Comment by bobbob1921
2 days ago
I may be misunderstanding this, but as I recall originally the only way to run unifi was to have self hosted it through an app on a Windows machine on your network, then it went to the cloud, then cloud only, and now it seems to be coming back to self hosted? Good if so. (UniFi is their app/system to configure your ubiquiti network devices and to gather stats from them, it really did change the networking industry for such a low cost product at the time)
The self-hosted app never went away; I've been running it for the last 8 years or so, first on a MacBook Pro, then a Raspberry Pi, and now a repurposed HP T620 thin client.
They promote their cloud controller pretty strongly, followed by the Cloud Key, which is their own preinstalled self hosting setup, but the self-hosted UniFi Network server has stuck around. (It changed names a couple of times; it was the "UniFi Controller", then "UniFi Network Application", and now "UniFi Network Server".)
Lately they luckly built the console into their router products - UniFi Express, UniFi Cloud Gateways and Dream Machines all have the console builtin and act as controllers.
And my experience with the cloud key was freaking awful.
Terrible little underpowered device that frequently wouldn't come back up after losing power.
I switched to Aruba because of the cloud key and haven't looked back.
I had the same problems with the Gen 1. The Gen 2 added a battery and shutdown on powerless, and never had a single problem with it.
This is what is confusing about this announcement, is anything actually newly available or is this a rename of the existing thing I've been doing in a container for years?
This is the first time UniFi OS can be self hosted, before you were able to use UniFi Network Application (Server), however this never included features like Teleport, Identity, Cybersecure subscription and many other features that require UniFi OS.
You've always been able to fully self host their core network controller, and not just on Windows. Linux has always been the preferred platform to host it on. However, the other more specialized apps in their ecosystem like their NVR software, etc was not self hostable independent of their controller hardware.
Right now it looks like UniFi OS server doesn't do anything the prior self hosted stack does already. Presumably though they are planning to roll out some of the other parts that currently aren't in the fully self hosted stack.
> then it went to the cloud, then cloud only, and now it seems to be coming back to self hosted
It never went cloud-only. You could always self-host.
They've had different versions of cloud hosted offerings over the years.
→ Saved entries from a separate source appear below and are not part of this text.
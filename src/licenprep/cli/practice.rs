//! Interactive practice loop.
//!
//! Reads one line per action from the input:
//!
//! - an option id (`a`, `b`, ...) answers the current question, in any case
//! - `n` / `next` (or an empty line once answered) moves on
//! - `x` / `explain` shows or hides the explanation
//! - `r` / `reset` starts over from the first question
//! - `q` / `quit` (or end of input) leaves
//!
//! Option ids win over commands, so a question with an option `n` can still
//! be answered; use `next` in that case.

use super::print::{print_messages, print_question};
use colored::Colorize;
use licenprep::api::LicenPrepApi;
use licenprep::error::Result;
use licenprep::generation::QuestionGenerator;
use licenprep::store::StateBackend;
use std::io::{BufRead, Write};

#[derive(Debug, PartialEq, Eq)]
enum Input {
    Answer(String),
    Next,
    Explain,
    Reset,
    Quit,
    Unknown(String),
}

fn parse_input(line: &str, options: &[&str], answered: bool) -> Input {
    let line = line.trim();
    let option = options
        .iter()
        .find(|o| **o == line)
        .or_else(|| options.iter().find(|o| o.eq_ignore_ascii_case(line)));
    if let Some(id) = option {
        return Input::Answer(id.to_string());
    }
    match line.to_ascii_lowercase().as_str() {
        "" if answered => Input::Next,
        "n" | "next" => Input::Next,
        "x" | "explain" => Input::Explain,
        "r" | "reset" => Input::Reset,
        "q" | "quit" | "exit" => Input::Quit,
        _ => Input::Unknown(line.to_string()),
    }
}

pub(super) fn run_practice<B, G, R>(api: &mut LicenPrepApi<B, G>, input: R) -> Result<()>
where
    B: StateBackend,
    G: QuestionGenerator,
    R: BufRead,
{
    let mut lines = input.lines();

    loop {
        let total = api.state().mcqs().len();
        let Some(mcq) = api.current_question() else {
            println!("No question available. Generate a quiz first.");
            return Ok(());
        };
        let session = api.state().practice();
        print_question(mcq, session.current_question_index(), total, session);

        let options: Vec<String> = mcq.answers.iter().map(|a| a.id.clone()).collect();
        let answered = session.is_answered();

        print!("{} ", ">".bold());
        std::io::stdout().flush()?;

        let Some(line) = lines.next() else {
            println!();
            return Ok(());
        };
        let line = line?;
        let option_refs: Vec<&str> = options.iter().map(String::as_str).collect();

        match parse_input(&line, &option_refs, answered) {
            Input::Answer(id) => {
                let result = api.answer(&id);
                print_messages(&result.messages);
            }
            Input::Next => api.next_question(),
            Input::Explain => api.toggle_explanation(),
            Input::Reset => api.reset_practice(),
            Input::Quit => return Ok(()),
            Input::Unknown(other) => println!(
                "{}",
                format!(
                    "Unknown input \"{}\". Options: {}, n(ext), x (explain), r(eset), q(uit)",
                    other,
                    options.join("/")
                )
                .yellow()
            ),
        }
    }
}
A few companies have also offered their own cloud hosted instances.
There was the little cloud key thing that they had for a while and then there's a version 2 of that.
There's also been a container version for quite a while too.
Gen 1 cloud key: https://dl.ubnt.com/qsg/UC-CK/UC-CK_EN.html
Gen 2 cloud key https://store.ui.com/us/en/products/uck-g2
Container from linuxserver.io https://github.com/linuxserver/docker-unifi-network-applicat...
The UDM pro has the controller built in. Others have mentioned the Cloud Key, of which there are two versions. The controller software runs on Linux, macOS and Windows. I used to run it in docker on Linux. For years. Quite easy to manage.
I run it on FreeBSD arm64 very successfully also.
UniFi OS Server is similar to the old self hosted solution (the controller) except it can run more of the applications. I used to self host some years ago and only the Network was available. Now the OS supports InnerSpace and Identity too.
It has always been self hosted as an option. I can’t speak to any Windows versions, but I’ve always run on Debian.
Last time I used it (some 8 months ago) there was Windows app and mobile app.
In order to configure, check what was going on I needed to run app on my Windows computer. I was looking into using docker or something like that, but I switched to another vendor.